Anastasia Coen, left, and Hunter Thomson at Ken's Pizza
Vermont restaurants, entertainment venues and hospitality businesses can begin to welcome more people to their establishments beginning June 26, state officials said Friday.
The venues will be able to permit 75 people or up to 50 percent of the space's allowable capacity, whichever is less. Up to 150 people will be able to gather outside, Commerce Secretary Lindsay Kurrle said at an afternoon press conference.
"Our goal at the end of the day is to keep people safe, to keep people healthy," Kurrle said. "In the situation of a restaurant, we're asking people to plan accordingly to try to keep people properly distanced."
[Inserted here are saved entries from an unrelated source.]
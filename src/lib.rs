//! Rate Relay: resilient P2P exchange-rate acquisition and delivery.
//!
//! This library crate exposes the core modules for integration testing.

pub mod audit;
pub mod cli;
pub mod config;
pub mod delivery;
pub mod error;
pub mod pipeline;
pub mod renderer;
pub mod scheduler;
pub mod scraper;
pub mod server;
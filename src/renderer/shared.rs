//! Lazily-initialized shared resource with single-flight initialization.
//!
//! The browser instance is the one shared mutable resource in the process.
//! `SharedInstance` makes its lifecycle explicit: the slot moves through
//! `Uninitialized → Initializing → Ready`, drops back to `Disconnected`
//! when the instance dies, and relaunches on the next acquisition. The
//! initialization race is resolved by holding an async mutex across the
//! launch, not by polling: concurrent callers park on the lock and converge
//! on the one in-flight outcome.

use crate::error::{RelayError, RelayResult};
use std::future::Future;
use std::sync::atomic::{AtomicU64, AtomicU8, Ordering};
use std::sync::Arc;
use tokio::sync::Mutex;

/// Observable lifecycle state of the shared instance.
#[derive(Debug, Clone, Copy, PartialEq, Eq)]
pub enum InstanceState {
    Uninitialized,
    Initializing,
    Ready,
    Disconnected,
}

impl InstanceState {
    fn as_u8(self) -> u8 {
        match self {
            Self::Uninitialized => 0,
            Self::Initializing => 1,
            Self::Ready => 2,
            Self::Disconnected => 3,
        }
    }

    fn from_u8(v: u8) -> Self {
        match v {
            1 => Self::Initializing,
            2 => Self::Ready,
            3 => Self::Disconnected,
            _ => Self::Uninitialized,
        }
    }

    /// Short name for status endpoints.
    pub fn name(self) -> &'static str {
        match self {
            Self::Uninitialized => "uninitialized",
            Self::Initializing => "initializing",
            Self::Ready => "ready",
            Self::Disconnected => "disconnected",
        }
    }
}

struct Slot<T> {
    instance: Option<Arc<T>>,
    /// Failure message of the most recent launch generation, if it failed.
    last_failure: Option<String>,
}

/// A process-wide, lazily-initialized instance of `T`.
pub struct SharedInstance<T> {
    slot: Mutex<Slot<T>>,
    /// Bumped once per completed launch attempt. Callers that observed an
    /// older generation and find the slot empty were concurrent with a
    /// launch that has since failed; they receive that failure instead of
    /// launching again.
    generation: AtomicU64,
    state: AtomicU8,
}

impl<T> SharedInstance<T> {
    pub fn new() -> Self {
        Self {
            slot: Mutex::new(Slot {
                instance: None,
                last_failure: None,
            }),
            generation: AtomicU64::new(0),
            state: AtomicU8::new(InstanceState::Uninitialized.as_u8()),
        }
    }

    pub fn state(&self) -> InstanceState {
        InstanceState::from_u8(self.state.load(Ordering::Acquire))
    }

    fn set_state(&self, s: InstanceState) {
        self.state.store(s.as_u8(), Ordering::Release);
    }

    /// Return the shared instance, launching it if necessary.
    ///
    /// `alive` decides whether an existing instance is still usable; a dead
    /// one is cleared and replaced within the same call. At most one launch
    /// runs at a time; every caller parked behind it resolves to the same
    /// instance or the same failure.
    pub async fn get_or_init<F, Fut>(
        &self,
        alive: impl Fn(&T) -> bool,
        launch: F,
    ) -> RelayResult<Arc<T>>
    where
        F: FnOnce() -> Fut,
        Fut: Future<Output = RelayResult<T>>,
    {
        let observed_gen = self.generation.load(Ordering::Acquire);
        let mut slot = self.slot.lock().await;

        if let Some(existing) = slot.instance.as_ref() {
            if alive(existing) {
                self.set_state(InstanceState::Ready);
                return Ok(Arc::clone(existing));
            }
            tracing::warn!("shared instance no longer alive, relaunching");
            slot.instance = None;
            self.set_state(InstanceState::Disconnected);
        }

        // A launch completed after we were called and left the slot empty:
        // we were part of that flight, so we share its failure rather than
        // stampeding a fresh launch.
        if self.generation.load(Ordering::Acquire) > observed_gen {
            if let Some(msg) = slot.last_failure.as_ref() {
                return Err(RelayError::LaunchFailure(msg.clone()));
            }
        }

        self.set_state(InstanceState::Initializing);
        let outcome = launch().await;
        self.generation.fetch_add(1, Ordering::AcqRel);

        match outcome {
            Ok(value) => {
                let arc = Arc::new(value);
                slot.instance = Some(Arc::clone(&arc));
                slot.last_failure = None;
                self.set_state(InstanceState::Ready);
                Ok(arc)
            }
            Err(e) => {
                slot.instance = None;
                slot.last_failure = Some(e.to_string());
                self.set_state(InstanceState::Uninitialized);
                Err(e)
            }
        }
    }

    /// Drop any instance that `alive` rejects. Used by the disconnect
    /// observer so a dead browser is cleared eagerly rather than on the
    /// next acquisition.
    pub async fn prune(&self, alive: impl Fn(&T) -> bool) {
        let mut slot = self.slot.lock().await;
        if let Some(existing) = slot.instance.as_ref() {
            if !alive(existing) {
                slot.instance = None;
                self.set_state(InstanceState::Disconnected);
            }
        }
    }

    /// Take the instance out of the slot, leaving it uninitialized.
    /// Used only at process shutdown.
    pub async fn take(&self) -> Option<Arc<T>> {
        let mut slot = self.slot.lock().await;
        self.set_state(InstanceState::Uninitialized);
        slot.instance.take()
    }
}

impl<T> Default for SharedInstance<T> {
    fn default() -> Self {
        Self::new()
    }
}

#[cfg(test)]
mod tests {
    use super::*;
    use std::sync::atomic::AtomicUsize;
    use std::time::Duration;

    #[tokio::test]
    async fn test_concurrent_acquire_launches_once() {
        let shared = Arc::new(SharedInstance::<u32>::new());
        let launches = Arc::new(AtomicUsize::new(0));

        let mut handles = Vec::new();
        for _ in 0..16 {
            let shared = Arc::clone(&shared);
            let launches = Arc::clone(&launches);
            handles.push(tokio::spawn(async move {
                shared
                    .get_or_init(
                        |_| true,
                        || async move {
                            launches.fetch_add(1, Ordering::SeqCst);
                            tokio::time::sleep(Duration::from_millis(50)).await;
                            Ok(42u32)
                        },
                    )
                    .await
            }));
        }

        let mut instances = Vec::new();
        for h in handles {
            instances.push(h.await.unwrap().unwrap());
        }

        assert_eq!(launches.load(Ordering::SeqCst), 1);
        for inst in &instances {
            assert!(Arc::ptr_eq(inst, &instances[0]));
            assert_eq!(**inst, 42);
        }
        assert_eq!(shared.state(), InstanceState::Ready);
    }

    #[tokio::test]
    async fn test_concurrent_acquire_shares_launch_failure() {
        let shared = Arc::new(SharedInstance::<u32>::new());
        let launches = Arc::new(AtomicUsize::new(0));

        let mut handles = Vec::new();
        for _ in 0..8 {
            let shared = Arc::clone(&shared);
            let launches = Arc::clone(&launches);
            handles.push(tokio::spawn(async move {
                shared
                    .get_or_init(
                        |_| true,
                        || async move {
                            launches.fetch_add(1, Ordering::SeqCst);
                            tokio::time::sleep(Duration::from_millis(50)).await;
                            Err(RelayError::LaunchFailure("no chromium".into()))
                        },
                    )
                    .await
            }));
        }

        for h in handles {
            let err = h.await.unwrap().unwrap_err();
            assert_eq!(err.kind(), "LaunchFailure");
            assert!(err.to_string().contains("no chromium"));
        }
        assert_eq!(launches.load(Ordering::SeqCst), 1);
    }

    #[tokio::test]
    async fn test_later_caller_retries_after_failure() {
        let shared = SharedInstance::<u32>::new();
        let err = shared
            .get_or_init(
                |_| true,
                || async { Err(RelayError::LaunchFailure("boom".into())) },
            )
            .await
            .unwrap_err();
        assert_eq!(err.kind(), "LaunchFailure");

        // A call made after the failed flight completed is a new flight,
        // not a sharer of the stale failure.
        let v = shared
            .get_or_init(|_| true, || async { Ok(5u32) })
            .await
            .unwrap();
        assert_eq!(*v, 5);
    }

    #[tokio::test]
    async fn test_dead_instance_is_replaced() {
        let shared = SharedInstance::<AtomicUsize>::new();

        let first = shared
            .get_or_init(|_| true, || async { Ok(AtomicUsize::new(1)) })
            .await
            .unwrap();

        // Mark the instance dead; the next acquisition relaunches.
        first.store(0, Ordering::SeqCst);
        let second = shared
            .get_or_init(
                |v| v.load(Ordering::SeqCst) != 0,
                || async { Ok(AtomicUsize::new(2)) },
            )
            .await
            .unwrap();

        assert!(!Arc::ptr_eq(&first, &second));
        assert_eq!(second.load(Ordering::SeqCst), 2);
    }

    #[tokio::test]
    async fn test_prune_clears_only_dead_instances() {
        let shared = SharedInstance::<u32>::new();
        shared
            .get_or_init(|_| true, || async { Ok(7u32) })
            .await
            .unwrap();

        shared.prune(|_| true).await;
        assert_eq!(shared.state(), InstanceState::Ready);

        shared.prune(|_| false).await;
        assert_eq!(shared.state(), InstanceState::Disconnected);
        assert!(shared.take().await.is_none());
    }

    #[tokio::test]
    async fn test_take_leaves_slot_uninitialized() {
        let shared = SharedInstance::<u32>::new();
        assert_eq!(shared.state(), InstanceState::Uninitialized);

        shared
            .get_or_init(|_| true, || async { Ok(9u32) })
            .await
            .unwrap();
        let taken = shared.take().await;
        assert_eq!(taken.as_deref(), Some(&9));
        assert_eq!(shared.state(), InstanceState::Uninitialized);
    }
}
"We are working diligently to open things up as fast as we can. We hope Vermonters will venture out to support these businesses, as they begin to open up," Kurrle said. "Our announcement today will not make the hospitality industry whole, but we hope it's another step in the return to profitability."
The Vermont Department of Health on Friday announced nine new cases of COVID-19. The state reported one new death on Thursday, bringing the total to 56.
Vermont's positive COVID-19 test results are tracking below 1 percent, according to Finance Commissioner Michael Pieciak, who is tasked with data modeling during the pandemic. The rate is the lowest in the country, he said.
"Over the next two weeks, we anticipate having a continued, low-level case count," Pieciak said, adding: "Our reopening metrics ... have been steady and trending positive throughout the outbreak and throughout the reopening process."
The Northeast region "can expect to continue to see improvements" in case counts over the next few weeks, Pieciak said. The number of people who can travel to Vermont without quarantining continues to grow. Since last Friday, the state has counted net increase of 12 counties subject to relaxed quarantine rules.
A total of 75 counties in Maine, New Hampshire, Massachusetts, Connecticut, Rhode Island and New York — or about 6.8 million people — are free from these restrictions, Pieciak said.